_Task requirements_
Which lines below contain "cinemas"? Copy every one of them.

++++++++++++++++++++

//! Cinema and hall models and DTOs.

use kino_core::types::{DbId, Timestamp};
use serde::{Deserialize, Serialize};
use sqlx::FromRow;

/// A row from the `cinemas` table.
#[derive(Debug, Clone, FromRow, Serialize)]
pub struct Cinema {
    pub id: DbId,
    pub name: String,
    pub address: String,
    pub contact_number: String,
    pub created_at: Timestamp,
    pub updated_at: Timestamp,
}

#[derive(Debug, Clone, Deserialize)]
pub struct CreateCinema {
    pub name: String,
    pub address: String,
    pub contact_number: Option<String>,
}

#[derive(Debug, Clone, Deserialize)]
pub struct UpdateCinema {
    pub name: Option<String>,
    pub address: Option<String>,
    pub contact_number: Option<String>,
}

/// A row from the `halls` table.
#[derive(Debug, Clone, FromRow, Serialize)]
pub struct Hall {
    pub id: DbId,
    pub cinema_id: DbId,
    pub name: String,
    pub capacity: i32,
    pub created_at: Timestamp,
    pub updated_at: Timestamp,
}

/// DTO for creating a hall. `cinema_id` comes from the URL path.
#[derive(Debug, Clone, Deserialize)]
pub struct CreateHall {
    pub name: String,
    pub capacity: i32,
}
//! Bounded retry for transactions that lose a concurrency race.

use std::future::Future;

use kino_core::error::CoreError;

use crate::error::{AppError, AppResult};

/// Total attempts, including the first.
pub const MAX_ATTEMPTS: u32 = 3;

/// PostgreSQL `serialization_failure`.
const SERIALIZATION_FAILURE: &str = "40001";
/// PostgreSQL `deadlock_detected`.
const DEADLOCK_DETECTED: &str = "40P01";

/// Whether an error means the transaction was rolled back by a concurrent one
/// and can be replayed as-is.
pub fn is_retryable(err: &AppError) -> bool {
    match err {
        AppError::Database(sqlx::Error::Database(db_err)) => matches!(
            db_err.code().as_deref(),
            Some(SERIALIZATION_FAILURE) | Some(DEADLOCK_DETECTED)
        ),
        _ => false,
    }
}

/// Run `attempt` until it succeeds, fails with a non-retryable error, or
/// [`MAX_ATTEMPTS`] is reached. Exhaustion surfaces as [`CoreError::Conflict`].
///
/// Each call to `attempt` must open its own transaction.
pub async fn with_retry<T, F, Fut>(operation: &'static str, mut attempt: F) -> AppResult<T>
where
    F: FnMut() -> Fut,
    Fut: Future<Output = AppResult<T>>,
{
    let mut tries = 1;
    loop {
        match attempt().await {
            Err(err) if is_retryable(&err) => {
                if tries >= MAX_ATTEMPTS {
                    tracing::warn!(operation, tries, error = %err, "Giving up after concurrent update conflicts");
                    return Err(AppError::Core(CoreError::Conflict(format!(
                        "{operation} conflicted with a concurrent update; please retry"
                    ))));
                }
                tracing::debug!(operation, tries, error = %err, "Retrying transaction");
                tries += 1;
            }
            other => return other,
        }
    }
}

#[cfg(test)]
mod tests {
    use super::*;
    use assert_matches::assert_matches;
    use std::cell::Cell;

    #[tokio::test]
    async fn success_is_returned_immediately() {
        let calls = Cell::new(0);
        let result = with_retry("test", || {
            calls.set(calls.get() + 1);
            async { Ok::<_, AppError>(5) }
        })
        .await;
        assert_eq!(result.unwrap(), 5);
        assert_eq!(calls.get(), 1);
    }

    #[tokio::test]
    async fn domain_errors_are_not_retried() {
        let calls = Cell::new(0);
        let result: AppResult<()> = with_retry("test", || {
            calls.set(calls.get() + 1);
            async { Err(AppError::Core(CoreError::Validation("bad".into()))) }
        })
        .await;
        assert_matches!(result, Err(AppError::Core(CoreError::Validation(_))));
        assert_eq!(calls.get(), 1);
    }

    #[test]
    fn non_database_errors_are_not_retryable() {
        assert!(!is_retryable(&AppError::Database(sqlx::Error::RowNotFound)));
        assert!(!is_retryable(&AppError::BadRequest("x".into())));
    }
}
//! Route definitions for the `/sessions` resource.

use axum::routing::{get, post};
use axum::Router;

use crate::handlers::session;
use crate::state::AppState;

/// Routes mounted at `/sessions`.
///
/// ```text
/// GET    /               -> list (?film_id=&cinema_id=&date=)
/// POST   /               -> create (admin)
/// GET    /{id}           -> get_by_id
/// PUT    /{id}           -> update (admin)
/// DELETE /{id}           -> delete (admin)
/// GET    /{id}/prices    -> prices (?time=HH:MM)
/// POST   /{id}/book      -> book (requires auth)
/// ```
pub fn router() -> Router<AppState> {
    Router::new()
        .route("/", get(session::list).post(session::create))
        .route(
            "/{id}",
            get(session::get_by_id)
                .put(session::update)
                .delete(session::delete),
        )
        .route("/{id}/prices", get(session::prices))
        .route("/{id}/book", post(session::book))
}
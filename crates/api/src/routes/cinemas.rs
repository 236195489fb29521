//! Route definitions for the `/cinemas` resource and its halls.

use axum::routing::{delete, get};
use axum::Router;

use crate::handlers::cinema;
use crate::state::AppState;

/// Routes mounted at `/cinemas`. Writes require the `admin` role.
///
/// ```text
/// GET    /                        -> list
/// POST   /                        -> create
/// GET    /{id}                    -> get_by_id
/// PUT    /{id}                    -> update
/// DELETE /{id}                    -> delete
///
/// GET    /{id}/halls              -> list_halls
/// POST   /{id}/halls              -> create_hall
/// DELETE /{id}/halls/{hall_id}    -> delete_hall
/// ```
pub fn router() -> Router<AppState> {
    Router::new()
        .route("/", get(cinema::list).post(cinema::create))
        .route(
            "/{id}",
            get(cinema::get_by_id)
                .put(cinema::update)
                .delete(cinema::delete),
        )
        .route(
            "/{id}/halls",
            get(cinema::list_halls).post(cinema::create_hall),
        )
        .route("/{id}/halls/{hall_id}", delete(cinema::delete_hall))
}
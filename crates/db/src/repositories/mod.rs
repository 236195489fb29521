//! Repository layer.
//!
//! Each repository is a zero-sized struct providing async query methods.
//! Plain CRUD takes `&PgPool`; methods that must run inside a caller's
//! transaction take `&mut PgConnection` (pass `&mut *tx`).

pub mod actor_repo;
pub mod booking_repo;
pub mod cinema_repo;
pub mod film_repo;
pub mod film_translation_repo;
pub mod hall_repo;
pub mod movie_session_repo;
pub mod refresh_token_repo;
pub mod user_repo;
pub mod vote_repo;

pub use actor_repo::ActorRepo;
pub use booking_repo::BookingRepo;
pub use cinema_repo::CinemaRepo;
pub use film_repo::FilmRepo;
pub use film_translation_repo::FilmTranslationRepo;
pub use hall_repo::HallRepo;
pub use movie_session_repo::MovieSessionRepo;
pub use refresh_token_repo::RefreshTokenRepo;
pub use user_repo::UserRepo;
pub use vote_repo::VoteRepo;
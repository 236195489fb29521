//! HTTP-level tests for the film catalog: localization, search, listings
//! and the details page.

mod common;

use axum::body::Body;
use axum::http::header::ACCEPT_LANGUAGE;
use axum::http::{Request, StatusCode};
use chrono::{NaiveDate, Utc};
use common::{
    at, body_json, create_film, create_hall, create_session, create_user, get, post_json_auth,
    put_json_auth, token_for,
};
use kino_core::pricing::SessionPriceFields;
use kino_core::roles::{ROLE_ADMIN, ROLE_USER};
use kino_core::session::SessionLanguage;
use kino_db::models::movie_session::CreateMovieSession;
use kino_db::repositories::MovieSessionRepo;
use serde_json::json;
use sqlx::PgPool;
use tower::ServiceExt;

fn today() -> NaiveDate {
    Utc::now().date_naive()
}

fn days_from_today(days: i64) -> NaiveDate {
    today() + chrono::Duration::days(days)
}

fn titles(list: &serde_json::Value) -> Vec<String> {
    list.as_array()
        .unwrap()
        .iter()
        .map(|f| f["title"].as_str().unwrap().to_string())
        .collect()
}

// ---------------------------------------------------------------------------
// Localization
// ---------------------------------------------------------------------------

#[sqlx::test(migrations = "../../db/migrations")]
async fn test_film_text_follows_requested_language(pool: PgPool) {
    let film = create_film(&pool, "Heat", days_from_today(-20)).await;
    let admin = create_user(&pool, "boss", ROLE_ADMIN).await;
    let token = token_for(&admin);
    let app = common::build_test_app(pool);

    for (lang, title) in [("ru", "Схватка"), ("en-US", "Heat (1995)")] {
        let uri = format!("/api/v1/films/{}/translations/{lang}", film.id);
        let response = put_json_auth(app.clone(), &uri, json!({ "title": title }), &token).await;
        assert_eq!(response.status(), StatusCode::OK);
    }

    let uri = format!("/api/v1/films/{}", film.id);

    let json = body_json(get(app.clone(), &format!("{uri}?lang=ru")).await).await;
    assert_eq!(json["title"], "Схватка");
    assert_eq!(json["language"], "ru");

    let request = Request::builder()
        .uri(&uri)
        .header(ACCEPT_LANGUAGE, "ru-RU,ru;q=0.9,en;q=0.8")
        .body(Body::empty())
        .unwrap();
    let json = body_json(app.clone().oneshot(request).await.unwrap()).await;
    assert_eq!(json["title"], "Схватка");

    // No Kazakh translation: the default language is used.
    let json = body_json(get(app.clone(), &format!("{uri}?lang=kk")).await).await;
    assert_eq!(json["title"], "Heat (1995)");
    assert_eq!(json["language"], "en");
}

#[sqlx::test(migrations = "../../db/migrations")]
async fn test_untranslated_film_uses_base_text(pool: PgPool) {
    let film = create_film(&pool, "Tomiris", days_from_today(-5)).await;
    let app = common::build_test_app(pool);

    let json = body_json(get(app, &format!("/api/v1/films/{}?lang=ru", film.id)).await).await;

    assert_eq!(json["title"], "Tomiris");
    assert_eq!(json["overview"], "Tomiris overview");
    assert_eq!(json["genres"], json!(["Drama"]));
    assert_eq!(json["vote_count"], 0);
}

#[sqlx::test(migrations = "../../db/migrations")]
async fn test_invalid_translation_language_is_rejected(pool: PgPool) {
    let film = create_film(&pool, "Heat", days_from_today(-20)).await;
    let admin = create_user(&pool, "boss", ROLE_ADMIN).await;
    let app = common::build_test_app(pool);

    let uri = format!("/api/v1/films/{}/translations/klingon", film.id);
    let response = put_json_auth(app, &uri, json!({ "title": "x" }), &token_for(&admin)).await;

    assert_eq!(response.status(), StatusCode::BAD_REQUEST);
}

// ---------------------------------------------------------------------------
// Search
// ---------------------------------------------------------------------------

#[sqlx::test(migrations = "../../db/migrations")]
async fn test_search_matches_titles_case_insensitively(pool: PgPool) {
    create_film(&pool, "Heat", days_from_today(-20)).await;
    create_film(&pool, "Heathers", days_from_today(-20)).await;
    create_film(&pool, "Up", days_from_today(-20)).await;
    let app = common::build_test_app(pool);

    let json = body_json(get(app.clone(), "/api/v1/films/search?query=hEaT").await).await;
    let mut found = titles(&json);
    found.sort();
    assert_eq!(found, vec!["Heat", "Heathers"]);

    let json = body_json(get(app.clone(), "/api/v1/films/search?query=").await).await;
    assert_eq!(json, json!([]));

    let json = body_json(get(app, "/api/v1/films/search").await).await;
    assert_eq!(json, json!([]));
}

#[sqlx::test(migrations = "../../db/migrations")]
async fn test_search_matches_translated_titles(pool: PgPool) {
    let film = create_film(&pool, "Vor", days_from_today(-20)).await;
    let admin = create_user(&pool, "boss", ROLE_ADMIN).await;
    let app = common::build_test_app(pool);

    let uri = format!("/api/v1/films/{}/translations/en", film.id);
    put_json_auth(app.clone(), &uri, json!({ "title": "The Thief" }), &token_for(&admin)).await;

    let json = body_json(get(app, "/api/v1/films/search?query=thief").await).await;
    let results = json.as_array().unwrap();
    assert_eq!(results.len(), 1);
    assert_eq!(results[0]["id"], film.id);
}

// ---------------------------------------------------------------------------
// Admin writes
// ---------------------------------------------------------------------------

#[sqlx::test(migrations = "../../db/migrations")]
async fn test_admin_creates_film_with_cast(pool: PgPool) {
    let admin = create_user(&pool, "boss", ROLE_ADMIN).await;
    let token = token_for(&admin);
    let app = common::build_test_app(pool);

    let actor = body_json(
        post_json_auth(app.clone(), "/api/v1/actors", json!({ "name": "Al Pacino" }), &token).await,
    )
    .await;

    let body = json!({
        "title": "Heat",
        "release_date": "1995-12-15",
        "runtime": 170,
        "genres": ["Crime", "Drama"],
        "actor_ids": [actor["id"]],
        "vote_average": 9.9,
    });
    let response = post_json_auth(app, "/api/v1/films", body, &token).await;

    assert_eq!(response.status(), StatusCode::CREATED);
    let json = body_json(response).await;
    assert_eq!(json["actors"][0]["name"], "Al Pacino");
    assert_eq!(json["genres"], json!(["Crime", "Drama"]));
    // Aggregates are read-only.
    assert_eq!(json["vote_average"], 0.0);
}

#[sqlx::test(migrations = "../../db/migrations")]
async fn test_film_with_unknown_actor_is_not_created(pool: PgPool) {
    let admin = create_user(&pool, "boss", ROLE_ADMIN).await;
    let app = common::build_test_app(pool);

    let body = json!({
        "title": "Ghost",
        "release_date": "2026-01-01",
        "runtime": 90,
        "actor_ids": [777],
    });
    let response = post_json_auth(app.clone(), "/api/v1/films", body, &token_for(&admin)).await;
    assert_eq!(response.status(), StatusCode::BAD_REQUEST);

    let json = body_json(get(app, "/api/v1/films").await).await;
    assert_eq!(json, json!([]));
}

#[sqlx::test(migrations = "../../db/migrations")]
async fn test_regular_user_cannot_create_film(pool: PgPool) {
    let user = create_user(&pool, "viewer", ROLE_USER).await;
    let app = common::build_test_app(pool);

    let body = json!({ "title": "Heat", "release_date": "1995-12-15", "runtime": 170 });
    let response = post_json_auth(app, "/api/v1/films", body, &token_for(&user)).await;

    assert_eq!(response.status(), StatusCode::FORBIDDEN);
}

// ---------------------------------------------------------------------------
// Listings
// ---------------------------------------------------------------------------

#[sqlx::test(migrations = "../../db/migrations")]
async fn test_details_groups_week_of_sessions_by_date(pool: PgPool) {
    let film = create_film(&pool, "Heat", days_from_today(-20)).await;
    let hall = create_hall(&pool, 80).await;
    create_session(&pool, film.id, &hall, at(19, 0), 80, SessionPriceFields::default()).await;
    create_session(&pool, film.id, &hall, at(14, 0), 80, SessionPriceFields::default()).await;
    let far = CreateMovieSession {
        film_id: film.id,
        cinema_id: hall.cinema_id,
        hall_id: hall.id,
        date: days_from_today(10),
        time: at(12, 0),
        language: SessionLanguage::Kazakh,
        available_seats: None,
        prices: SessionPriceFields::default(),
    };
    MovieSessionRepo::create(&pool, &far, 80).await.unwrap();
    let app = common::build_test_app(pool);

    let response = get(app, &format!("/api/v1/films/{}/details", film.id)).await;
    assert_eq!(response.status(), StatusCode::OK);
    let json = body_json(response).await;

    assert_eq!(json["film"]["title"], "Heat");
    assert_eq!(json["dates"]["minimum"], today().to_string());
    assert_eq!(json["dates"]["maximum"], days_from_today(7).to_string());

    let sessions = json["sessions"].as_object().unwrap();
    assert_eq!(sessions.len(), 1);
    let day = sessions[&days_from_today(1).to_string()].as_array().unwrap();
    assert_eq!(day.len(), 2);
    assert_eq!(day[0]["time"], "14:00");
    assert_eq!(day[0]["prices"]["adult"].as_f64(), Some(2000.0));
    assert_eq!(day[1]["time"], "19:00");
    assert_eq!(day[1]["prices"]["adult"].as_f64(), Some(2500.0));
    assert_eq!(day[1]["language"], "English");
    assert_eq!(day[1]["language_code"], "EN");
    assert_eq!(day[1]["cinema"], "Arman");
    assert_eq!(day[1]["hall"], "Hall 1");
    assert_eq!(day[1]["available_seats"], 80);
}

#[sqlx::test(migrations = "../../db/migrations")]
async fn test_popular_skips_old_releases(pool: PgPool) {
    create_film(&pool, "Fresh", days_from_today(-10)).await;
    create_film(&pool, "Soon", days_from_today(30)).await;
    create_film(&pool, "Ancient", NaiveDate::from_ymd_opt(2001, 1, 1).unwrap()).await;
    let app = common::build_test_app(pool);

    let json = body_json(get(app, "/api/v1/films/popular").await).await;

    assert_eq!(json["page"], 1);
    let mut found = titles(&json["results"]);
    found.sort();
    assert_eq!(found, vec!["Fresh", "Soon"]);
}

#[sqlx::test(migrations = "../../db/migrations")]
async fn test_upcoming_lists_future_releases_in_order(pool: PgPool) {
    create_film(&pool, "Later", days_from_today(40)).await;
    create_film(&pool, "Sooner", days_from_today(5)).await;
    create_film(&pool, "Released", days_from_today(-1)).await;
    let app = common::build_test_app(pool);

    let json = body_json(get(app, "/api/v1/films/upcoming").await).await;

    assert_eq!(titles(&json["results"]), vec!["Sooner", "Later"]);
    assert_eq!(json["dates"]["minimum"], today().to_string());
    assert_eq!(json["dates"]["maximum"], days_from_today(90).to_string());
}

#[sqlx::test(migrations = "../../db/migrations")]
async fn test_now_playing_needs_a_session_in_window(pool: PgPool) {
    let showing = create_film(&pool, "Showing", days_from_today(-10)).await;
    create_film(&pool, "Idle", days_from_today(-10)).await;
    let hall = create_hall(&pool, 50).await;
    create_session(&pool, showing.id, &hall, at(18, 30), 50, SessionPriceFields::default()).await;
    create_session(&pool, showing.id, &hall, at(21, 0), 50, SessionPriceFields::default()).await;
    let app = common::build_test_app(pool);

    let json = body_json(get(app.clone(), "/api/v1/films/now-playing").await).await;
    assert_eq!(titles(&json["results"]), vec!["Showing"]);

    let json = body_json(get(app, &format!("/api/v1/films/{}/cinemas", showing.id)).await).await;
    assert_eq!(json.as_array().unwrap().len(), 1);
    assert_eq!(json[0]["name"], "Arman");
}

#[sqlx::test(migrations = "../../db/migrations")]
async fn test_missing_film_returns_404(pool: PgPool) {
    let app = common::build_test_app(pool);

    for uri in [
        "/api/v1/films/31337",
        "/api/v1/films/31337/details",
        "/api/v1/films/31337/sessions",
    ] {
        let response = get(app.clone(), uri).await;
        assert_eq!(response.status(), StatusCode::NOT_FOUND, "{uri}");
    }
}
pub mod actor;
pub mod auth;
pub mod booking;
pub mod cinema;
pub mod film;
pub mod session;
pub mod tmdb;
pub mod user;
pub mod vote;
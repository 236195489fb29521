//! Route definitions for the `/bookings` resource.

use axum::routing::{get, post};
use axum::Router;

use crate::handlers::booking;
use crate::state::AppState;

/// Routes mounted at `/bookings`. All require auth.
///
/// ```text
/// GET  /               -> list
/// POST /               -> create
/// GET  /active         -> list_active
/// GET  /{id}           -> get_by_id
/// POST /{id}/confirm   -> confirm
/// POST /{id}/cancel    -> cancel
/// ```
pub fn router() -> Router<AppState> {
    Router::new()
        .route("/", get(booking::list).post(booking::create))
        .route("/active", get(booking::list_active))
        .route("/{id}", get(booking::get_by_id))
        .route("/{id}/confirm", post(booking::confirm))
        .route("/{id}/cancel", post(booking::cancel))
}
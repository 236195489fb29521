//! Client for the external movie-metadata service (TMDB v3).
//!
//! Only the popular-films listing is proxied. Responses are passed through
//! as raw JSON so the upstream schema does not leak into our types.

use std::time::Duration;

use serde::Serialize;

/// Language sent upstream when the caller does not choose one.
pub const DEFAULT_LANGUAGE: &str = "kz-KZ";

/// Default public API root.
pub const DEFAULT_BASE_URL: &str = "https://api.themoviedb.org/3";

const REQUEST_TIMEOUT: Duration = Duration::from_secs(10);

/// Errors from the metadata service client.
#[derive(Debug, thiserror::Error)]
pub enum TmdbError {
    /// The HTTP request itself failed (network, DNS, TLS, timeout).
    #[error("HTTP request failed: {0}")]
    Request(#[from] reqwest::Error),

    /// The service answered with a non-2xx status.
    #[error("TMDB API error ({status}): {body}")]
    Api { status: u16, body: String },
}

/// HTTP client bound to one API token.
#[derive(Debug, Clone)]
pub struct TmdbClient {
    client: reqwest::Client,
    base_url: String,
    token: String,
}

#[derive(Serialize)]
struct LanguageQuery<'a> {
    language: &'a str,
}

impl TmdbClient {
    /// Create a client for `base_url` (e.g. [`DEFAULT_BASE_URL`]) authenticating
    /// with a v4 read access `token`.
    pub fn new(base_url: impl Into<String>, token: impl Into<String>) -> Result<Self, TmdbError> {
        let client = reqwest::Client::builder()
            .timeout(REQUEST_TIMEOUT)
            .build()?;
        Ok(Self::with_client(client, base_url, token))
    }

    /// Create a client reusing an existing [`reqwest::Client`].
    pub fn with_client(
        client: reqwest::Client,
        base_url: impl Into<String>,
        token: impl Into<String>,
    ) -> Self {
        Self {
            client,
            base_url: base_url.into().trim_end_matches('/').to_string(),
            token: token.into(),
        }
    }

    /// Fetch `GET /movie/popular` in the given language.
    pub async fn popular(&self, language: Option<&str>) -> Result<serde_json::Value, TmdbError> {
        let language = language
            .map(str::trim)
            .filter(|l| !l.is_empty())
            .unwrap_or(DEFAULT_LANGUAGE);

        tracing::debug!(language, "Fetching popular films from TMDB");

        let response = self
            .client
            .get(format!("{}/movie/popular", self.base_url))
            .bearer_auth(&self.token)
            .header(reqwest::header::ACCEPT, "application/json")
            .query(&LanguageQuery { language })
            .send()
            .await?;

        let response = Self::ensure_success(response).await?;
        Ok(response.json().await?)
    }

    async fn ensure_success(response: reqwest::Response) -> Result<reqwest::Response, TmdbError> {
        let status = response.status();
        if !status.is_success() {
            let body = response
                .text()
                .await
                .unwrap_or_else(|_| "<unreadable body>".to_string());
            tracing::warn!(status = status.as_u16(), "TMDB request failed");
            return Err(TmdbError::Api {
                status: status.as_u16(),
                body,
            });
        }
        Ok(response)
    }
}
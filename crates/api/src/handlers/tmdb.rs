//! Proxy for the external movie-metadata service.

use axum::extract::{Query, State};
use axum::Json;
use serde::Deserialize;

use crate::error::{AppError, AppResult};
use crate::state::AppState;

#[derive(Debug, Deserialize)]
pub struct PopularParams {
    pub language: Option<String>,
}

/// GET /api/v1/tmdb/popular?language=
///
/// Passes the upstream JSON through unchanged. 503 when no token is
/// configured or the upstream call fails.
pub async fn popular(
    State(state): State<AppState>,
    Query(params): Query<PopularParams>,
) -> AppResult<Json<serde_json::Value>> {
    let client = state.tmdb.as_ref().ok_or_else(|| {
        AppError::ServiceUnavailable("Movie metadata service is not configured".into())
    })?;
    let body = client
        .popular(params.language.as_deref())
        .await
        .map_err(|e| AppError::ServiceUnavailable(format!("Movie metadata request failed: {e}")))?;
    Ok(Json(body))
}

++++++++++++++++++++

_Reply to the task_
/// A row from the `cinemas` table.
filename crates/api/src/routes/cinemas.rs
//! Route definitions for the `/cinemas` resource and its halls.
/// Routes mounted at `/cinemas`. Writes require the `admin` role.
    let json = body_json(get(app, &format!("/api/v1/films/{}/cinemas", showing.id)).await).await;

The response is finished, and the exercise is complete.